---------- Provided material
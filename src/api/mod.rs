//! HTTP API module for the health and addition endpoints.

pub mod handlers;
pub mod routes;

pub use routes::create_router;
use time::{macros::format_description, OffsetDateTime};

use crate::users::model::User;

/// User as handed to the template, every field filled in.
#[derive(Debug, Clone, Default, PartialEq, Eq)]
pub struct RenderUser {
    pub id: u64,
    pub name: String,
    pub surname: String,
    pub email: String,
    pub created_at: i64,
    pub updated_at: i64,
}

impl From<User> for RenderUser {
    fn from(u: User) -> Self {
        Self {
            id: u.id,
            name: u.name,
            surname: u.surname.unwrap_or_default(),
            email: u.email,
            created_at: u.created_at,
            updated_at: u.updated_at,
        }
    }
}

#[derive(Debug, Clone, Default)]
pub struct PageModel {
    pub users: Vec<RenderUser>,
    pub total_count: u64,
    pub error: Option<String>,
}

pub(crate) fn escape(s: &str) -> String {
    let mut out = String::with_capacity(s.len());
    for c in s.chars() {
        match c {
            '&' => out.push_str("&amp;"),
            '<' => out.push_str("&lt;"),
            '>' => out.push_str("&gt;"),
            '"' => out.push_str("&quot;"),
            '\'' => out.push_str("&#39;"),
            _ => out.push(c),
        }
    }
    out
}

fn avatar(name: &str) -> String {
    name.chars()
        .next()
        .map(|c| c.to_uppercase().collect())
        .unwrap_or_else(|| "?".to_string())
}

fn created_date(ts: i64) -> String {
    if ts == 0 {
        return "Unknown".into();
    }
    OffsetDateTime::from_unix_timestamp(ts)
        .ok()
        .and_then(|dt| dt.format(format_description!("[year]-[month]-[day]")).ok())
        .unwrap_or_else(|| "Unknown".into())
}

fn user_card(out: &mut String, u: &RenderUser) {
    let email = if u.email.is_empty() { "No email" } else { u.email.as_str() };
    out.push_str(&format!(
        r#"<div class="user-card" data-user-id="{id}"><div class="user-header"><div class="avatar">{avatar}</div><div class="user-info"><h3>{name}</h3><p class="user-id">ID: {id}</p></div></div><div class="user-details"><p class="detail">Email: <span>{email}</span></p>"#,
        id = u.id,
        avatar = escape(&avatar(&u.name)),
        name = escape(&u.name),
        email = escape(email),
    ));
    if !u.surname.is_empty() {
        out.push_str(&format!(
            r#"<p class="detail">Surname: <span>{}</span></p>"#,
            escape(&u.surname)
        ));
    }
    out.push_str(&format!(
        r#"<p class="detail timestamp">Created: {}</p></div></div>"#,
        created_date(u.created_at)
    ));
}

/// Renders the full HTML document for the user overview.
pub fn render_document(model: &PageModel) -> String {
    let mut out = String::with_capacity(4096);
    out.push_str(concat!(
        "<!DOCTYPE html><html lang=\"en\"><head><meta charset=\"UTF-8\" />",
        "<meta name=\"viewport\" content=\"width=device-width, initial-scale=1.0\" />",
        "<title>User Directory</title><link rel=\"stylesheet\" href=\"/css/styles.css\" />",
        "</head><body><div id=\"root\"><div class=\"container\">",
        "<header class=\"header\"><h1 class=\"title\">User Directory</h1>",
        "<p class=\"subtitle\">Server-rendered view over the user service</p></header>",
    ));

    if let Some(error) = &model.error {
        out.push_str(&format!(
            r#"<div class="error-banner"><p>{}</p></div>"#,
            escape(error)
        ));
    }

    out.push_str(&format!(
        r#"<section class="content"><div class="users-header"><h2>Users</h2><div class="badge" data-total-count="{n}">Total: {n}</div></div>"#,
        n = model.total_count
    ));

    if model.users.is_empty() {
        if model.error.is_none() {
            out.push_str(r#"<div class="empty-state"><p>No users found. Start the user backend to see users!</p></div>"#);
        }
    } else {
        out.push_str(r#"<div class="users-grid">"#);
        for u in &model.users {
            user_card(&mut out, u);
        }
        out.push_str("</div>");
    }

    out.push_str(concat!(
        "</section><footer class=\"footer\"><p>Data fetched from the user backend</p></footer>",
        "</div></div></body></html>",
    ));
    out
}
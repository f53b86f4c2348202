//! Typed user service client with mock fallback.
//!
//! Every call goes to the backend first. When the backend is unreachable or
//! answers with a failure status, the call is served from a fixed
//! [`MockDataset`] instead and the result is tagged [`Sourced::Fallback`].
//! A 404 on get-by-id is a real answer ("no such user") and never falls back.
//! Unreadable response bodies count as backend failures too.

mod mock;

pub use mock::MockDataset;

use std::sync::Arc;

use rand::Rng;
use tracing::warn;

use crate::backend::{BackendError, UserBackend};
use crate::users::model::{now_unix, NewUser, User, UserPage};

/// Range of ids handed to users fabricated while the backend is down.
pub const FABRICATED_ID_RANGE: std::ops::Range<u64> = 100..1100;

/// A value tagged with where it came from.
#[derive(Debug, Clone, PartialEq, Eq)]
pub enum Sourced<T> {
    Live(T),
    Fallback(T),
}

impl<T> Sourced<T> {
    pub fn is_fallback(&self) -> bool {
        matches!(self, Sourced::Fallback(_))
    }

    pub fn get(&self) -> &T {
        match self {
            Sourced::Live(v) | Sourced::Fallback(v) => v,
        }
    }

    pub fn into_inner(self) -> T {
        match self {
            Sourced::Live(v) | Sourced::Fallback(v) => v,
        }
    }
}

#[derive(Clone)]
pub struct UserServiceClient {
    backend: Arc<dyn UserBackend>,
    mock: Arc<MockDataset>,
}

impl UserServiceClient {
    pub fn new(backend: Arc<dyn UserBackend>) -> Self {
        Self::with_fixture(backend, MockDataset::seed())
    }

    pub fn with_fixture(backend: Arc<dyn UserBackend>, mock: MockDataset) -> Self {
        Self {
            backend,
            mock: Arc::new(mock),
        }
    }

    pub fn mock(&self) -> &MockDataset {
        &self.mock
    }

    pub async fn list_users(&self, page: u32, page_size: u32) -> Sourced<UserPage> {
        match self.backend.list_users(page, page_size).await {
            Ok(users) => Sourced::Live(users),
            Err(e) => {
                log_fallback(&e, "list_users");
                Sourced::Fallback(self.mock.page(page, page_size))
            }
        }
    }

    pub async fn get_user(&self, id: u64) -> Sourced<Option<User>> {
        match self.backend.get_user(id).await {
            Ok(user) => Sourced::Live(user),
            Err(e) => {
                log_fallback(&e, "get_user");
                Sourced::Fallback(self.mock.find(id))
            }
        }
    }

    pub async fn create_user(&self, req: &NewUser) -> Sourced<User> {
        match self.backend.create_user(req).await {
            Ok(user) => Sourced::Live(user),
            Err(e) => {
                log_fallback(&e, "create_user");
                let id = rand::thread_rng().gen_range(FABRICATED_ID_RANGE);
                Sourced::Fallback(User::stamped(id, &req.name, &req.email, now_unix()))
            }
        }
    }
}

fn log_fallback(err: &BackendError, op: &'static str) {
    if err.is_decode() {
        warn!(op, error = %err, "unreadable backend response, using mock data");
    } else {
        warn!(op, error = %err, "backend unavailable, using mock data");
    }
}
--------------------
What you have to do ::
Produce a word-for-word copy of all the entries above.

The completed task ::
filename src/api/mod.rs
//! HTTP API module for the health and addition endpoints.

pub mod handlers;
pub mod routes;

pub use routes::create_router;
use time::{macros::format_description, OffsetDateTime};

use crate::users::model::User;

/// User as handed to the template, every field filled in.
#[derive(Debug, Clone, Default, PartialEq, Eq)]
pub struct RenderUser {
    pub id: u64,
    pub name: String,
    pub surname: String,
    pub email: String,
    pub created_at: i64,
    pub updated_at: i64,
}

impl From<User> for RenderUser {
    fn from(u: User) -> Self {
        Self {
            id: u.id,
            name: u.name,
            surname: u.surname.unwrap_or_default(),
            email: u.email,
            created_at: u.created_at,
            updated_at: u.updated_at,
        }
    }
}

#[derive(Debug, Clone, Default)]
pub struct PageModel {
    pub users: Vec<RenderUser>,
    pub total_count: u64,
    pub error: Option<String>,
}

pub(crate) fn escape(s: &str) -> String {
    let mut out = String::with_capacity(s.len());
    for c in s.chars() {
        match c {
            '&' => out.push_str("&amp;"),
            '<' => out.push_str("&lt;"),
            '>' => out.push_str("&gt;"),
            '"' => out.push_str("&quot;"),
            '\'' => out.push_str("&#39;"),
            _ => out.push(c),
        }
    }
    out
}

fn avatar(name: &str) -> String {
    name.chars()
        .next()
        .map(|c| c.to_uppercase().collect())
        .unwrap_or_else(|| "?".to_string())
}

fn created_date(ts: i64) -> String {
    if ts == 0 {
        return "Unknown".into();
    }
    OffsetDateTime::from_unix_timestamp(ts)
        .ok()
        .and_then(|dt| dt.format(format_description!("[year]-[month]-[day]")).ok())
        .unwrap_or_else(|| "Unknown".into())
}

fn user_card(out: &mut String, u: &RenderUser) {
    let email = if u.email.is_empty() { "No email" } else { u.email.as_str() };
    out.push_str(&format!(
        r#"<div class="user-card" data-user-id="{id}"><div class="user-header"><div class="avatar">{avatar}</div><div class="user-info"><h3>{name}</h3><p class="user-id">ID: {id}</p></div></div><div class="user-details"><p class="detail">Email: <span>{email}</span></p>"#,
        id = u.id,
        avatar = escape(&avatar(&u.name)),
        name = escape(&u.name),
        email = escape(email),
    ));
    if !u.surname.is_empty() {
        out.push_str(&format!(
            r#"<p class="detail">Surname: <span>{}</span></p>"#,
            escape(&u.surname)
        ));
    }
    out.push_str(&format!(
        r#"<p class="detail timestamp">Created: {}</p></div></div>"#,
        created_date(u.created_at)
    ));
}

/// Renders the full HTML document for the user overview.
pub fn render_document(model: &PageModel) -> String {
    let mut out = String::with_capacity(4096);
    out.push_str(concat!(
        "<!DOCTYPE html><html lang=\"en\"><head><meta charset=\"UTF-8\" />",
        "<meta name=\"viewport\" content=\"width=device-width, initial-scale=1.0\" />",
        "<title>User Directory</title><link rel=\"stylesheet\" href=\"/css/styles.css\" />",
        "</head><body><div id=\"root\"><div class=\"container\">",
        "<header class=\"header\"><h1 class=\"title\">User Directory</h1>",
        "<p class=\"subtitle\">Server-rendered view over the user service</p></header>",
    ));

    if let Some(error) = &model.error {
        out.push_str(&format!(
            r#"<div class="error-banner"><p>{}</p></div>"#,
            escape(error)
        ));
    }

    out.push_str(&format!(
        r#"<section class="content"><div class="users-header"><h2>Users</h2><div class="badge" data-total-count="{n}">Total: {n}</div></div>"#,
        n = model.total_count
    ));

    if model.users.is_empty() {
        if model.error.is_none() {
            out.push_str(r#"<div class="empty-state"><p>No users found. Start the user backend to see users!</p></div>"#);
        }
    } else {
        out.push_str(r#"<div class="users-grid">"#);
        for u in &model.users {
            user_card(&mut out, u);
        }
        out.push_str("</div>");
    }

    out.push_str(concat!(
        "</section><footer class=\"footer\"><p>Data fetched from the user backend</p></footer>",
        "</div></div></body></html>",
    ));
    out
}
repository f53b86f4c2348202
//! Typed user service client with mock fallback.
//!
//! Every call goes to the backend first. When the backend is unreachable or
//! answers with a failure status, the call is served from a fixed
//! [`MockDataset`] instead and the result is tagged [`Sourced::Fallback`].
//! A 404 on get-by-id is a real answer ("no such user") and never falls back.
//! Unreadable response bodies count as backend failures too.

mod mock;

pub use mock::MockDataset;

use std::sync::Arc;

use rand::Rng;
use tracing::warn;

use crate::backend::{BackendError, UserBackend};
use crate::users::model::{now_unix, NewUser, User, UserPage};

/// Range of ids handed to users fabricated while the backend is down.
pub const FABRICATED_ID_RANGE: std::ops::Range<u64> = 100..1100;

/// A value tagged with where it came from.
#[derive(Debug, Clone, PartialEq, Eq)]
pub enum Sourced<T> {
    Live(T),
    Fallback(T),
}

impl<T> Sourced<T> {
    pub fn is_fallback(&self) -> bool {
        matches!(self, Sourced::Fallback(_))
    }

    pub fn get(&self) -> &T {
        match self {
            Sourced::Live(v) | Sourced::Fallback(v) => v,
        }
    }

    pub fn into_inner(self) -> T {
        match self {
            Sourced::Live(v) | Sourced::Fallback(v) => v,
        }
    }
}

#[derive(Clone)]
pub struct UserServiceClient {
    backend: Arc<dyn UserBackend>,
    mock: Arc<MockDataset>,
}

impl UserServiceClient {
    pub fn new(backend: Arc<dyn UserBackend>) -> Self {
        Self::with_fixture(backend, MockDataset::seed())
    }

    pub fn with_fixture(backend: Arc<dyn UserBackend>, mock: MockDataset) -> Self {
        Self {
            backend,
            mock: Arc::new(mock),
        }
    }

    pub fn mock(&self) -> &MockDataset {
        &self.mock
    }

    pub async fn list_users(&self, page: u32, page_size: u32) -> Sourced<UserPage> {
        match self.backend.list_users(page, page_size).await {
            Ok(users) => Sourced::Live(users),
            Err(e) => {
                log_fallback(&e, "list_users");
                Sourced::Fallback(self.mock.page(page, page_size))
            }
        }
    }

    pub async fn get_user(&self, id: u64) -> Sourced<Option<User>> {
        match self.backend.get_user(id).await {
            Ok(user) => Sourced::Live(user),
            Err(e) => {
                log_fallback(&e, "get_user");
                Sourced::Fallback(self.mock.find(id))
            }
        }
    }

    pub async fn create_user(&self, req: &NewUser) -> Sourced<User> {
        match self.backend.create_user(req).await {
            Ok(user) => Sourced::Live(user),
            Err(e) => {
                log_fallback(&e, "create_user");
                let id = rand::thread_rng().gen_range(FABRICATED_ID_RANGE);
                Sourced::Fallback(User::stamped(id, &req.name, &req.email, now_unix()))
            }
        }
    }
}

fn log_fallback(err: &BackendError, op: &'static str) {
    if err.is_decode() {
        warn!(op, error = %err, "unreadable backend response, using mock data");
    } else {
        warn!(op, error = %err, "backend unavailable, using mock data");
    }
}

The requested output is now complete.